Secretary of State John Kerry today called for a congressional authorization of the New War before he didn’t.
Instead Kerry proposed the appearance of an authorization before stripping the idea of real public and congressional accountability. Members of Congress should look carefully at this insult to their constitutional role.
First, Kerry said it was “crystal clear” that the President wants no US troops in combat operations on the ground, but that Congress should not, “preemptively bind the hands of the commander-in-chief to react to changing circumstances.”
Second, Kerry said he doesn’t want an open-ended timeline for war but that the authorization should run for three years or longer, safely after the 2016 elections.
Third, Kerry promised no wider war beyond Iraq and Syria, but doesn’t want any constraint on US going after ISIS militarily in other nations.
HOW THIS HAPPENED
This is nothing but an attempt to avoid an embarrassing battlefield defeat during the next two years before handing over the mission of derailing ISIS to the next president. At the same time, it will limit the ability of Congress to question the policy once they have signed on. This is how escalation works.
It’s true that the president left a vacuum in Iraq when he withdrew American troops in December 2011. But it’s equally true that he funded and permitted the Iraq vacuum to be filled with repressive sectarian Shiite militias and army units occupying Sunni-majority communities, which created the conditions for the ISIS offensive on behalf of persecuted Sunnis. It wasn’t necessary for Obama and the Pentagon to leave American troops behind. What was necessary was to leave a fully non-sectarian regime and army behind, which they failed to do. The steps that have been taken since – forcing out al-Maliki, attempts at patching up sectarian differences – are insufficient to undo the damage that threatens to dissolve Iraq into sectarian war.
Second, the administration’s vacillation on the Syrian civil war created a vast vacuum for ISIS to rise against the Assad regime, creating a cross-border zone of Sunni insurgency against two hostile regimes.
“Defeating” ISIS may be possible, but another ISIS will rise again as long as these conditions remain.
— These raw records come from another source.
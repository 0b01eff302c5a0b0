//! Local phase-space density estimation and outlier scoring.
//!
//! A coarse, cell-balanced grid is laid over a particle subset (the leaves
//! of a k-d tree built with the cell occupancy as its bucket size). Each
//! cell gets a mass-weighted mean velocity and a 3x3 velocity-dispersion
//! matrix; together they define the local background as a Gaussian flow.
//!
//! Every particle is then scored by the ratio of its *measured* local
//! phase-space density (a k-nearest-neighbour estimate inside its cell,
//! with velocities whitened by the cell dispersion) to the density the
//! cell's Gaussian model *predicts* at its velocity offset. The
//! standardized log-ratio is the outlier score: background particles sit
//! near zero, dynamically cold or fast-moving substructure scores high.

use glam::{DMat3, DVec3};
use rayon::prelude::*;
use tracing::debug;

use crate::kdtree::KdTree;
use crate::particle::Particle;

/// Floor on cell extents and neighbour distances, keeping logs finite for
/// degenerate (coincident-particle) cells.
const TINY: f64 = 1e-30;

/// One grid cell: membership plus the local Gaussian velocity model.
#[derive(Clone, Debug)]
pub struct GridCell {
  /// Subset indices of the member particles.
  pub members: Vec<usize>,
  /// Total member mass.
  pub mass: f64,
  /// Mass-weighted mean velocity.
  pub mean_velocity: DVec3,
  /// Mass-weighted velocity-dispersion matrix.
  pub dispersion: DMat3,
  /// Inverse of the dispersion matrix (isotropic fallback if singular).
  pub inv_dispersion: DMat3,
  /// Determinant of the dispersion matrix.
  pub det: f64,
  /// Spatial extent of the cell per axis.
  pub extent: DVec3,
}

/// Cell grid over one particle subset.
pub struct DensityGrid {
  pub cells: Vec<GridCell>,
  /// Subset index -> cell id.
  pub cell_of: Vec<usize>,
  /// Mean `det(dispersion)^(1/3)` over cells: the subset's velocity
  /// variance scale, used as the 6D velocity linking scale of background
  /// and core searches.
  pub sigma_v2: f64,
}

impl DensityGrid {
  /// Build the grid with target cell occupancy `occupancy`. Cells whose
  /// statistics are degenerate (zero mass, singular dispersion) fall back
  /// to an isotropic model with variance `fallback_sigma2`.
  pub fn build(parts: &[Particle], occupancy: usize, fallback_sigma2: f64) -> Self {
    let n = parts.len();
    if n == 0 {
      return Self {
        cells: Vec::new(),
        cell_of: Vec::new(),
        sigma_v2: fallback_sigma2.max(0.0),
      };
    }
    let tree = KdTree::build(parts, occupancy.max(1), 0.0);
    let mut member_lists: Vec<Vec<usize>> = Vec::with_capacity(tree.num_leaves());
    tree.for_each_leaf(|members| member_lists.push(members.to_vec()));

    let cells: Vec<GridCell> = member_lists
      .into_par_iter()
      .map(|members| cell_stats(parts, members, fallback_sigma2))
      .collect();

    let mut cell_of = vec![0usize; n];
    for (c, cell) in cells.iter().enumerate() {
      for &i in &cell.members {
        cell_of[i] = c;
      }
    }
    let sigma_v2 = if cells.is_empty() {
      fallback_sigma2.max(0.0)
    } else {
      cells.iter().map(|c| c.det.max(0.0).powf(1.0 / 3.0)).sum::<f64>() / cells.len() as f64
    };
    debug!(
      ncells = cells.len(),
      n, sigma_v2, "density grid built"
    );
    Self { cells, cell_of, sigma_v2 }
  }

  /// Per-particle outlier scores: the log of measured-over-predicted local
  /// phase-space density, standardized over the subset.
  ///
  /// `nvel` is the neighbour count of the density estimate, clamped to the
  /// cell size. Subsets too small to standardize get all-zero scores.
  pub fn outlier_scores(&self, parts: &[Particle], nvel: usize) -> Vec<f64> {
    let n = parts.len();
    let mut lnr = vec![0.0f64; n];
    let chunks: Vec<(usize, Vec<(usize, f64)>)> = self
      .cells
      .par_iter()
      .enumerate()
      .map(|(c, cell)| (c, cell_log_ratios(parts, cell, nvel)))
      .collect();
    for (_, pairs) in chunks {
      for (i, v) in pairs {
        lnr[i] = v;
      }
    }
    standardize(&mut lnr);
    lnr
  }
}

/// Compute one cell's Gaussian velocity model.
fn cell_stats(parts: &[Particle], members: Vec<usize>, fallback_sigma2: f64) -> GridCell {
  let mut mass = 0.0;
  let mut vsum = DVec3::ZERO;
  let mut pmin = DVec3::splat(f64::INFINITY);
  let mut pmax = DVec3::splat(f64::NEG_INFINITY);
  for &i in &members {
    let p = &parts[i];
    mass += p.mass;
    vsum += p.velocity * p.mass;
    pmin = pmin.min(p.position);
    pmax = pmax.max(p.position);
  }
  let mean_velocity = if mass > 0.0 { vsum / mass } else { DVec3::ZERO };
  let mut disp = DMat3::ZERO;
  if mass > 0.0 {
    for &i in &members {
      let p = &parts[i];
      let dv = p.velocity - mean_velocity;
      disp += DMat3::from_cols(dv * dv.x, dv * dv.y, dv * dv.z) * p.mass;
    }
    disp *= 1.0 / mass;
  }
  let det = disp.determinant();
  let (dispersion, inv_dispersion, det) = if mass > 0.0 && det > TINY {
    (disp, disp.inverse(), det)
  } else {
    // Degenerate region: fall back to an isotropic dispersion at the
    // running halo velocity scale.
    let s2 = if fallback_sigma2 > 0.0 { fallback_sigma2 } else { 1.0 };
    (
      DMat3::from_diagonal(DVec3::splat(s2)),
      DMat3::from_diagonal(DVec3::splat(1.0 / s2)),
      s2 * s2 * s2,
    )
  };
  let extent = (pmax - pmin).max(DVec3::splat(TINY));
  GridCell {
    members,
    mass,
    mean_velocity,
    dispersion,
    inv_dispersion,
    det,
    extent,
  }
}

/// Log density ratios for every member of one cell.
///
/// Distances are measured in cell-scaled phase space: positions divided by
/// the cell extent per axis, velocity offsets contracted with the inverse
/// dispersion. In those units the cell model is a unit-box uniform spatial
/// density times a standard normal in velocity, so
/// `ln R = ln k - 3 ln r_k^2 + maha^2 / 2 - ln m` up to constants that the
/// later standardization removes.
fn cell_log_ratios(parts: &[Particle], cell: &GridCell, nvel: usize) -> Vec<(usize, f64)> {
  let m = cell.members.len();
  if m < 2 {
    return cell.members.iter().map(|&i| (i, 0.0)).collect();
  }
  let k = nvel.clamp(1, m - 1);
  let mut out = Vec::with_capacity(m);
  let mut d2: Vec<f64> = Vec::with_capacity(m - 1);
  for (a, &i) in cell.members.iter().enumerate() {
    let pi = &parts[i];
    d2.clear();
    for (b, &j) in cell.members.iter().enumerate() {
      if a == b {
        continue;
      }
      let pj = &parts[j];
      let dx = (pi.position - pj.position) / cell.extent;
      let dv = pi.velocity - pj.velocity;
      d2.push(dx.length_squared() + dv.dot(cell.inv_dispersion * dv));
    }
    d2.sort_by(|x, y| x.partial_cmp(y).unwrap_or(std::cmp::Ordering::Equal));
    let r2k = d2[k - 1].max(TINY);
    let dv = pi.velocity - cell.mean_velocity;
    let maha2 = dv.dot(cell.inv_dispersion * dv);
    let lnr = (k as f64).ln() - 3.0 * r2k.ln() + 0.5 * maha2 - (m as f64).ln();
    out.push((i, lnr));
  }
  out
}

/// In-place standardization to zero mean, unit variance. Subsets with no
/// spread are zeroed.
fn standardize(values: &mut [f64]) {
  let n = values.len();
  if n < 2 {
    values.iter_mut().for_each(|v| *v = 0.0);
    return;
  }
  let mean = values.iter().sum::<f64>() / n as f64;
  let var = values.iter().map(|v| (v - mean) * (v - mean)).sum::<f64>() / n as f64;
  if var <= TINY {
    values.iter_mut().for_each(|v| *v = 0.0);
    return;
  }
  let inv_sd = 1.0 / var.sqrt();
  for v in values.iter_mut() {
    *v = (*v - mean) * inv_sd;
  }
}

#[cfg(test)]
#[path = "density_test.rs"]
mod density_test;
ISIS, after all, arose as a breakaway from Al Qaeda, which rose in Iraq in response to the American invasion.
A key lesson of Vietnam is that American officials and their local allies can suffer a catastrophic crash landing while trying to save reputations for conflicts that were unnecessary in the first place. The American peace movement and peace voters in general can take credit for blocking even greater escalations, but can do little to stop the true believers who cannot admit their failures.
The same brutal lesson lies ahead in Afghanistan, where Obama has agreed to maintain a few thousand American troops for an additional year. That’s to keep the Humpty-Dumpty known as the Afghan “government” from going the way of Iraq and collapsing entirely before the end of the Obama era.
The serious hawks never wanted to leave Iraq and Afghanistan anyway, not after US troops were deployed. They are adherents to the Long War Doctrine (2005), which projects a fifty-to-eighty year war against Islamic fundamentalists over many battlefronts. Welcome to Year Ten.